RECORDS START

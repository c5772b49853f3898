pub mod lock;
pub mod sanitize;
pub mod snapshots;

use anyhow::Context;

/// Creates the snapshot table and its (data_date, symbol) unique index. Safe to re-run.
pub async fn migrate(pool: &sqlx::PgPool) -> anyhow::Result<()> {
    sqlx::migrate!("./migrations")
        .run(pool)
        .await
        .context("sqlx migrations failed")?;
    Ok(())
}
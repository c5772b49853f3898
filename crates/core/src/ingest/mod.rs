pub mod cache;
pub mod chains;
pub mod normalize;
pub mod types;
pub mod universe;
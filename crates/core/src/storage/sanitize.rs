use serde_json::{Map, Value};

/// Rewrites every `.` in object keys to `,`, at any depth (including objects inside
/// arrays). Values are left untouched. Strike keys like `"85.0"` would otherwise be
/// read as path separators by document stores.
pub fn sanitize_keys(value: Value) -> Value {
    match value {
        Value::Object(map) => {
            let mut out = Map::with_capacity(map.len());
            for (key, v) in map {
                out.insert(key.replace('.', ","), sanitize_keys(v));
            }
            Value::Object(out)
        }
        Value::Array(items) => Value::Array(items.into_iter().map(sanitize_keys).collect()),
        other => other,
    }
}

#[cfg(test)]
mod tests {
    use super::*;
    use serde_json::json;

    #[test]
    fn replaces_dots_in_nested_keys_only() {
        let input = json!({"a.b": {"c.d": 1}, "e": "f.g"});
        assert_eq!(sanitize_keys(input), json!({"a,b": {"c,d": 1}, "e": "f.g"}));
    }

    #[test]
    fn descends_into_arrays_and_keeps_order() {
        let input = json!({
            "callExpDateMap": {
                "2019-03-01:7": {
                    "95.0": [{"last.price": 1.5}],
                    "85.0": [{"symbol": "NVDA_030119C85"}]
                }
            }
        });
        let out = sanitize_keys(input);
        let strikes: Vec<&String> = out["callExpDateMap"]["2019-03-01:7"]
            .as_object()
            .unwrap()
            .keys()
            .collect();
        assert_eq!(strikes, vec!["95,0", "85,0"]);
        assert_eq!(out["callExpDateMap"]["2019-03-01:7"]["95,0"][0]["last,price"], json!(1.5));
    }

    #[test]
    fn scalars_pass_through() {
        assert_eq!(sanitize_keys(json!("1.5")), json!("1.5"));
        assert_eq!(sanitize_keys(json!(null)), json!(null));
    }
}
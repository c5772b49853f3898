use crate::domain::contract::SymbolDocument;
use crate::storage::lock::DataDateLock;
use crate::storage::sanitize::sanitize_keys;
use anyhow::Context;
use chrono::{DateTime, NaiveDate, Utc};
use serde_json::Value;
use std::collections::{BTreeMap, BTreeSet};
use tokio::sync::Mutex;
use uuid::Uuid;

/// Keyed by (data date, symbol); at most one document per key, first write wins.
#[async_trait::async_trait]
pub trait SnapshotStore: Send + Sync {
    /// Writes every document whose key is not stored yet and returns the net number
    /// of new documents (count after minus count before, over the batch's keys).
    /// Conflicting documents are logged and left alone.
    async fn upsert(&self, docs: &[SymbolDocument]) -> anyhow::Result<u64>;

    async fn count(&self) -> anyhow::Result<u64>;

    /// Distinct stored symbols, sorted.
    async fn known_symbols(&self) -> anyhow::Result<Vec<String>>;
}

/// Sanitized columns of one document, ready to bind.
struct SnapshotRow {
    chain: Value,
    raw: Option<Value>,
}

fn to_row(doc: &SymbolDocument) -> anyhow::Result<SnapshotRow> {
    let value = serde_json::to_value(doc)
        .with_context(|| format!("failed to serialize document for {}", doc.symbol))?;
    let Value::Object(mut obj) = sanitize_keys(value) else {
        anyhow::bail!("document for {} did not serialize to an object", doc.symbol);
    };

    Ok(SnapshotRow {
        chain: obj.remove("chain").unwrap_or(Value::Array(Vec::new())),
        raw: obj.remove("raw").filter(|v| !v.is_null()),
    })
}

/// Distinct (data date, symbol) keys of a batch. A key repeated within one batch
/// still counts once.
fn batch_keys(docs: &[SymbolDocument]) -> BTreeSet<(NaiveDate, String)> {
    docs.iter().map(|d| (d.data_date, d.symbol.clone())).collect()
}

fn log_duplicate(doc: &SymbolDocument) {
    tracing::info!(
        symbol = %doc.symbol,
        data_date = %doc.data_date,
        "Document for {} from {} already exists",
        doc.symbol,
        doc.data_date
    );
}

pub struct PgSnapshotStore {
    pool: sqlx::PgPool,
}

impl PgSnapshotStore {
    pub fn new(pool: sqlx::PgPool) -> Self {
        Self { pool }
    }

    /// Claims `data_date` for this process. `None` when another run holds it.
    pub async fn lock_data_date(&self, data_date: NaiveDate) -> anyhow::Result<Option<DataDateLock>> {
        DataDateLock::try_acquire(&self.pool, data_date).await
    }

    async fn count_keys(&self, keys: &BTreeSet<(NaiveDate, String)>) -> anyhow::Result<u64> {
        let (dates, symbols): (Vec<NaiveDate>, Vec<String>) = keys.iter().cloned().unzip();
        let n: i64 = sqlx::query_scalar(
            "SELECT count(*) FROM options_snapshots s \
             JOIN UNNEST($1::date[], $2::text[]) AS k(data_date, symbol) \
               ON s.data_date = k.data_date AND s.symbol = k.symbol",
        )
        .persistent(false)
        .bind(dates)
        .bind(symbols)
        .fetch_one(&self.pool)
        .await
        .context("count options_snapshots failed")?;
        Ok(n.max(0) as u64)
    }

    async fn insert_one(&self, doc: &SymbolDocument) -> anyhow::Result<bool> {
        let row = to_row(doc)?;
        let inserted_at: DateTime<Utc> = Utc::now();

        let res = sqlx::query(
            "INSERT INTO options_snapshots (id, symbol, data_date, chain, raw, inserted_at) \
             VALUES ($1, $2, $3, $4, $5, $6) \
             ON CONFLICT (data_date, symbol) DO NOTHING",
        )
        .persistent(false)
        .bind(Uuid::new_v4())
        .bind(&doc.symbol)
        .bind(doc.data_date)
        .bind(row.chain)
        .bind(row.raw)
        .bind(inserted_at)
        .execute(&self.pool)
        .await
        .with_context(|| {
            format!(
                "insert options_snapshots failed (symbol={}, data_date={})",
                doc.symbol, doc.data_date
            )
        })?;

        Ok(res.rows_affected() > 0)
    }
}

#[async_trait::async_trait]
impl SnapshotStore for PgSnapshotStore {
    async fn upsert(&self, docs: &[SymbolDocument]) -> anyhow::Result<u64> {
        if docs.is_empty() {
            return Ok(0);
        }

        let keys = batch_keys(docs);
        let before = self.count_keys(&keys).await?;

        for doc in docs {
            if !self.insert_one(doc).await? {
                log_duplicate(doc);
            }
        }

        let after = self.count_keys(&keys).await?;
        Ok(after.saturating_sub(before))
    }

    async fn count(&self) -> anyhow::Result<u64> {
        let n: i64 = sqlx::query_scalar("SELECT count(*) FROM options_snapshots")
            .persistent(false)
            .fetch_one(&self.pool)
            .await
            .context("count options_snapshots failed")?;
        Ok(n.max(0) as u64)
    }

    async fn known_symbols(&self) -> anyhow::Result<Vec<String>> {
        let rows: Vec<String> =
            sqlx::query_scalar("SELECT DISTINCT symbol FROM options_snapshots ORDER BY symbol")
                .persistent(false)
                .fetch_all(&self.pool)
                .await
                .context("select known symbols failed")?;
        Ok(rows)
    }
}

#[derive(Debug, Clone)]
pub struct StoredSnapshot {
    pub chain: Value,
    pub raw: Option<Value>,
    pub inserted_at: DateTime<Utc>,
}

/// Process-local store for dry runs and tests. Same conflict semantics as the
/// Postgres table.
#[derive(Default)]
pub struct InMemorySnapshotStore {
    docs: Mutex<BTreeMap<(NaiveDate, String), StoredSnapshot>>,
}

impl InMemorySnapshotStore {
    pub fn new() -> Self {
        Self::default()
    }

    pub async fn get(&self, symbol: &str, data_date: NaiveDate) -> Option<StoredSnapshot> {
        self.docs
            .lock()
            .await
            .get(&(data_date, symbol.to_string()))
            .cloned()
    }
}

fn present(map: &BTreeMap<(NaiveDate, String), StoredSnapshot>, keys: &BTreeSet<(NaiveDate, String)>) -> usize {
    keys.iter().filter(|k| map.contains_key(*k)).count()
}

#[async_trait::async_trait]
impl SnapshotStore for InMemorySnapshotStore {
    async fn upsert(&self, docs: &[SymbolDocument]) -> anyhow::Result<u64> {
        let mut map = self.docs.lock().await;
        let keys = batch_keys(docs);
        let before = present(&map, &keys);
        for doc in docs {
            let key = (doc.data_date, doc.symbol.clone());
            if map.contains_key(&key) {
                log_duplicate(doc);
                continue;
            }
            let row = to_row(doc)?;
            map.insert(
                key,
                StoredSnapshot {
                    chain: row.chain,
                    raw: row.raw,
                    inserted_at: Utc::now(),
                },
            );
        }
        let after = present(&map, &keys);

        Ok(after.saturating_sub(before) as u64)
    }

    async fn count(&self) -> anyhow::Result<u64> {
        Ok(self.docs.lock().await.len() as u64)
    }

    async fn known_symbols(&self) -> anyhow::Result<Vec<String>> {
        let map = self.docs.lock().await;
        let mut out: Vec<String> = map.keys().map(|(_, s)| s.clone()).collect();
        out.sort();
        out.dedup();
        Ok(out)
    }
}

RECORDS END

Wherever the string "StoredSnapshot" appears in the data above, copy the line it sits in.

pub struct StoredSnapshot {
    docs: Mutex<BTreeMap<(NaiveDate, String), StoredSnapshot>>,
    pub async fn get(&self, symbol: &str, data_date: NaiveDate) -> Option<StoredSnapshot> {
fn present(map: &BTreeMap<(NaiveDate, String), StoredSnapshot>, keys: &BTreeSet<(NaiveDate, String)>) -> usize {
                StoredSnapshot {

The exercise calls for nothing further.